Data for the task:
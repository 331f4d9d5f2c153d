//! Phase definition for the maestro orchestrator.
//!
//! A `Phase` is one unit of planned work: declared scope, explicit
//! dependencies, file targets, and the bookkeeping fields the scheduler and
//! state machine maintain (status, group label, attempts, review refs).

use serde::{Deserialize, Serialize};
use std::cmp::Ordering;

use crate::lifecycle::PhaseStatus;

/// Id prefix for synthetic (injected) fix phases.
pub const SYNTHETIC_PREFIX: &str = "I-";

/// Represents a single implementation phase.
#[derive(Debug, Clone, Serialize, Deserialize, PartialEq)]
pub struct Phase {
    /// Unique phase id (ordinal or string; synthetic ids start with "I-")
    pub id: String,
    /// Human-readable name, immutable after creation
    pub name: String,
    /// Branch derived from id + name at creation, immutable afterwards
    pub branch_name: String,
    /// Explicit dependencies declared by the plan author
    #[serde(default)]
    pub depends_on: Vec<String>,
    /// File paths this phase intends to create or modify
    #[serde(default)]
    pub file_targets: Vec<String>,
    /// Current lifecycle status
    #[serde(default)]
    pub status: PhaseStatus,
    /// Execution group label; None means solo
    #[serde(default)]
    pub group: Option<String>,
    /// Topological depth in the dependency graph
    #[serde(default)]
    pub level: u32,
    /// Review attempts consumed (original attempt counts as 1)
    #[serde(default)]
    pub attempts: u32,
    /// Review-artifact identifiers, append-only
    #[serde(default)]
    pub review_refs: Vec<String>,
    /// True only for injected fix phases
    #[serde(default)]
    pub synthetic: bool,
    /// Position in the plan document, drives deterministic tie-breaks
    #[serde(default)]
    pub declared_order: usize,
}

impl Phase {
    /// Create a new phase in PENDING with a derived branch name.
    pub fn new(
        id: &str,
        name: &str,
        depends_on: Vec<String>,
        file_targets: Vec<String>,
        declared_order: usize,
    ) -> Self {
        Self {
            id: id.to_string(),
            name: name.to_string(),
            branch_name: derive_branch_name(id, name),
            depends_on,
            file_targets,
            status: PhaseStatus::default(),
            group: None,
            level: 0,
            attempts: 0,
            review_refs: Vec::new(),
            synthetic: false,
            declared_order,
        }
    }

    /// Check if the phase completes independently of a group gate.
    pub fn is_solo(&self) -> bool {
        self.group.is_none()
    }

    /// Check whether this phase declares any of the given file targets.
    pub fn targets_overlap(&self, other: &Phase) -> bool {
        self.file_targets
            .iter()
            .any(|f| other.file_targets.iter().any(|g| g == f))
    }
}

/// Derive a branch name from a phase id and name, e.g. "phase-3-status-store".
pub fn derive_branch_name(id: &str, name: &str) -> String {
    let mut slug = String::new();
    let mut dash_pending = false;
    for ch in name.chars() {
        if ch.is_ascii_alphanumeric() {
            if dash_pending && !slug.is_empty() {
                slug.push('-');
            }
            dash_pending = false;
            slug.push(ch.to_ascii_lowercase());
        } else {
            dash_pending = true;
        }
    }
    if slug.is_empty() {
        format!("phase-{}", id.to_lowercase())
    } else {
        format!("phase-{}-{}", id.to_lowercase(), slug)
    }
}

/// Numeric-aware id ordering: "2" sorts before "10", non-numeric ids sort
/// lexicographically after numeric ones.
pub fn cmp_ids(a: &str, b: &str) -> Ordering {
    match (a.parse::<u64>(), b.parse::<u64>()) {
        (Ok(x), Ok(y)) => x.cmp(&y),
        (Ok(_), Err(_)) => Ordering::Less,
        (Err(_), Ok(_)) => Ordering::Greater,
        (Err(_), Err(_)) => a.cmp(b),
    }
}

#[cfg(test)]
mod tests {
    use super::*;

    #[test]
    fn test_phase_new_defaults() {
        let p = Phase::new("1", "Status store", vec!["0".into()], vec!["src/store.rs".into()], 0);
        assert_eq!(p.id, "1");
        assert_eq!(p.status, PhaseStatus::Pending);
        assert_eq!(p.branch_name, "phase-1-status-store");
        assert!(p.group.is_none());
        assert!(p.is_solo());
        assert_eq!(p.attempts, 0);
        assert!(!p.synthetic);
        assert!(p.review_refs.is_empty());
    }

    #[test]
    fn test_derive_branch_name_slugs_punctuation() {
        assert_eq!(
            derive_branch_name("2", "Auth: register & login"),
            "phase-2-auth-register-login"
        );
        assert_eq!(derive_branch_name("I-A", "!!!"), "phase-i-a");
    }

    #[test]
    fn test_targets_overlap() {
        let a = Phase::new("1", "A", vec![], vec!["src/a.rs".into(), "src/c.rs".into()], 0);
        let b = Phase::new("2", "B", vec![], vec!["src/c.rs".into()], 1);
        let c = Phase::new("3", "C", vec![], vec!["src/d.rs".into()], 2);
        assert!(a.targets_overlap(&b));
        assert!(b.targets_overlap(&a));
        assert!(!a.targets_overlap(&c));
    }

    #[test]
    fn test_cmp_ids_numeric_aware() {
        assert_eq!(cmp_ids("2", "10"), Ordering::Less);
        assert_eq!(cmp_ids("10", "10"), Ordering::Equal);
        assert_eq!(cmp_ids("2", "I-A"), Ordering::Less);
        assert_eq!(cmp_ids("I-A", "I-B"), Ordering::Less);
    }

    #[test]
    fn test_phase_serde_round_trip() {
        let mut p = Phase::new("1", "Parser", vec![], vec!["src/plan.rs".into()], 0);
        p.status = PhaseStatus::ForReview;
        p.group = Some("A".into());
        p.review_refs.push("42".into());

        let json = serde_json::to_string(&p).unwrap();
        let back: Phase = serde_json::from_str(&json).unwrap();
        assert_eq!(p, back);
    }

    #[test]
    fn test_phase_deserialization_with_defaults() {
        let json = r#"{"id": "1", "name": "Parser", "branch_name": "phase-1-parser"}"#;
        let p: Phase = serde_json::from_str(json).unwrap();
        assert_eq!(p.status, PhaseStatus::Pending);
        assert!(p.depends_on.is_empty());
        assert!(p.group.is_none());
        assert_eq!(p.attempts, 0);
    }
}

Task description: Word for word, reproduce the listing from its first line through the line that has "the scheduler and" in it, and go no further.

The completed task:
repository 331f4d9d5f2c153d
//! Phase definition for the maestro orchestrator.
//!
//! A `Phase` is one unit of planned work: declared scope, explicit
//! dependencies, file targets, and the bookkeeping fields the scheduler and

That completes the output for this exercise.